Is voting a Constitutional right or a Legal/Statutory right?

Is voting a Constitutional right or a Legal/Statutory right?

The answer to this question is not uninvolved. There is a lot of legal history that needs to be understood before coming to our final settlement on this matter. But first, we must have some basic knowledge about the right to vote. Our Constitution’s essential framework includes democracy. Having democratic rights means that every Indian has the right to participate or vote in government elections with certain conditions applied. The idea of Universal suffrage advocates that subject to a few minor exclusions, all adult residents have the right to vote, regardless of their status, income, gender, social standing, race, ethnicity, political opinion, or any other limitation.
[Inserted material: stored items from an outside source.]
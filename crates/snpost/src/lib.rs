//! # snpost
//!
//! Touchstone S-parameter post-processing and frequency-domain metric
//! extraction.
//!
//! snpost reads `.sNp` network files and derives the signal-integrity and
//! power-integrity views an interconnect report needs:
//! - Self-impedance versus frequency, open and shorted sense ports
//! - Insertion and return loss, single-ended and mixed-mode
//! - Frequency-indexed R/L/C summaries
//! - Time-domain (TDR) step impedance
//!
//! ## Quick start
//!
//! ```rust,ignore
//! use snpost::prelude::*;
//!
//! let job = SnpJob::new(
//!     "sims/vdd_core.s4p",
//!     "vdd_core",
//!     "plots",
//!     SpecType::from_key_names("ZPDN", &["ZOPEN", "ZSHORT"])?,
//!     Connectivity {
//!         zin: vec![1, 2],
//!         ..Default::default()
//!     },
//! );
//! for (key, result) in job.auto_process()? {
//!     for metric in result.iter() {
//!         println!("{key}: {} -> {}", metric.title, metric.image_path.display());
//!     }
//! }
//! ```

// Re-export member crates
pub use snpost_analysis as analysis;
pub use snpost_core as core;
pub use snpost_plot as plot;
pub use snpost_process as process;

// ============================================================================
// Convenient re-exports from snpost_core
// ============================================================================

pub use snpost_core::{
    // Errors
    Error as CoreError,
    // The immutable network value type
    Network,
};

// ============================================================================
// Convenient re-exports from snpost_analysis
// ============================================================================

pub use snpost_analysis::{
    // Errors
    Error as AnalysisError,
    InterpolatedPoint,
    RlcSummary,
    StepResponse,
    DEFAULT_TDR_STEP_HZ,
    extract_rlc,
    // Bracketing impedance interpolation
    interpolate_z,
    prepare_for_tdr,
    split_quadrants,
    // Mixed-mode conversion
    to_mixed_mode,
    // TDR
    z_time_step,
};

// ============================================================================
// Convenient re-exports from snpost_plot
// ============================================================================

pub use snpost_plot::{
    Curve,
    // Errors
    Error as PlotError,
    plot_impedance_magnitude,
    plot_s_parameter_db,
    plot_time_domain_step,
};

// ============================================================================
// Convenient re-exports from snpost_process
// ============================================================================

pub use snpost_process::{
    Connectivity,
    // Errors
    Error as ProcessError,
    JobRecord,
    KeyResult,
    MetricResult,
    PortPair,
    ProcessKey,
    Quadrant,
    // The dispatch entry point
    SnpJob,
    SpecType,
    TdrSides,
};

// ============================================================================
// Re-export commonly used external types
// ============================================================================

/// Re-export of nalgebra's dynamic matrix type.
pub use nalgebra::DMatrix;

/// Re-export of num_complex's Complex type.
pub use num_complex::Complex;

// ============================================================================
// Prelude module for convenient imports
// ============================================================================

/// Prelude module containing commonly used types and traits.
///
/// ```rust
/// use snpost::prelude::*;
/// ```
pub mod prelude {
    // Network
    pub use crate::Network;

    // Analysis
    pub use crate::{
        extract_rlc, interpolate_z, prepare_for_tdr, split_quadrants, to_mixed_mode,
        z_time_step, InterpolatedPoint, RlcSummary, StepResponse,
    };

    // Plotting
    pub use crate::{plot_impedance_magnitude, plot_s_parameter_db, plot_time_domain_step, Curve};

    // Dispatch
    pub use crate::{
        Connectivity, JobRecord, KeyResult, MetricResult, PortPair, ProcessKey, Quadrant,
        SnpJob, SpecType, TdrSides,
    };
}
//! Error types for snpost-process.

use thiserror::Error;

use crate::spec::ProcessKey;

#[derive(Debug, Error)]
pub enum Error {
    #[error("unknown post-process key: {0:?}")]
    UnknownProcessKey(String),

    #[error("process key {key} requires the {section} connectivity section")]
    MissingConnectivity {
        key: ProcessKey,
        section: &'static str,
    },

    #[error("{section} connectivity references port {port}, but the network has {nports} ports")]
    PortOutOfRange {
        section: &'static str,
        port: usize,
        nports: usize,
    },

    #[error("failed to create {path}: {source}")]
    Io {
        path: String,
        #[source]
        source: std::io::Error,
    },

    #[error(transparent)]
    Core(#[from] snpost_core::Error),

    #[error(transparent)]
    Analysis(#[from] snpost_analysis::Error),

    #[error(transparent)]
    Plot(#[from] snpost_plot::Error),
}

pub type Result<T> = std::result::Result<T, Error>;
Article 326 of the constitution

Article 326 is within Part XV of the constitution. Part XV reflects upon Article 324 to Article 329 which deals with the electoral system in our country. Article 326, which is popularly known as a universal adult franchise, promises the right to vote for Elections to the Lok Sabha and to the State Legislative Assemblies. To be an eligible voter as per article 326 an individual must only fulfill these three conditions:

  • He/She must be a citizen of India
  • He/She should be above the age of eighteen years
  • He/She is not disqualified under the constitution or any law made by the appropriate Legislature on the ground of non residence, unsoundness of mind, crime or corrupt or illegal practice

Till 1988 article 326 considered the voting age to be a minimum of 21. With the 61st amendment minimum voting age was lowered down to 18 years. While dealing with elections, the constitution very clearly states that the election commission of India (ECI) is responsible for superintendence, direction, control of the electoral process (as advocated by article 324 of the constitution). The scope of these terms is very wide, so to codify the administration process of free, fair, and regular elections the parliament has the power to make legislation. Using this power the parliament has passed legislation such as:

  1. Representation of the People Act, 1950
  2. Representation of the People Act, 1951
  3. Delimitation Commission Act of 1952

The Representation of the People Act, 1951

The Representation of the People Act, 1951 (RPA, 1951) is an act of the Indian Parliament that governs the election of members to the Houses of Parliament and the Legislature of each State, it also has provisions for refinement of contesting participants to attain the eligible members for those Houses as well as to address any difficulties or query that may arise with respect to:

  • notification of general elections
  • registration of parties
  • conduction of election
  • corrupt practices and electoral offences
  • free supply of certain material to candidates of recognized political parties
  • counting of votes
  • publication of election results and nominations
  • by-elections

This bill was introduced by Dr. B.R. Ambedkar. It basically deals with the actual administration of elections in India unlike the Representation of the People Act, 1950 which primarily talks about allocations of seats in the parliament and the state legislature, delimitation of constituencies, qualifications of voters, and preparation of electoral rolls (list of voters). RP Act, 1951 was passed by the provincial parliament on 17 July 1951 (the constituent assembly established for the formation of the Indian constitution was considered to be the provincial parliament after the enforcement of the Indian constitution and until the selection of new members for the parliament by the first general election in 1952).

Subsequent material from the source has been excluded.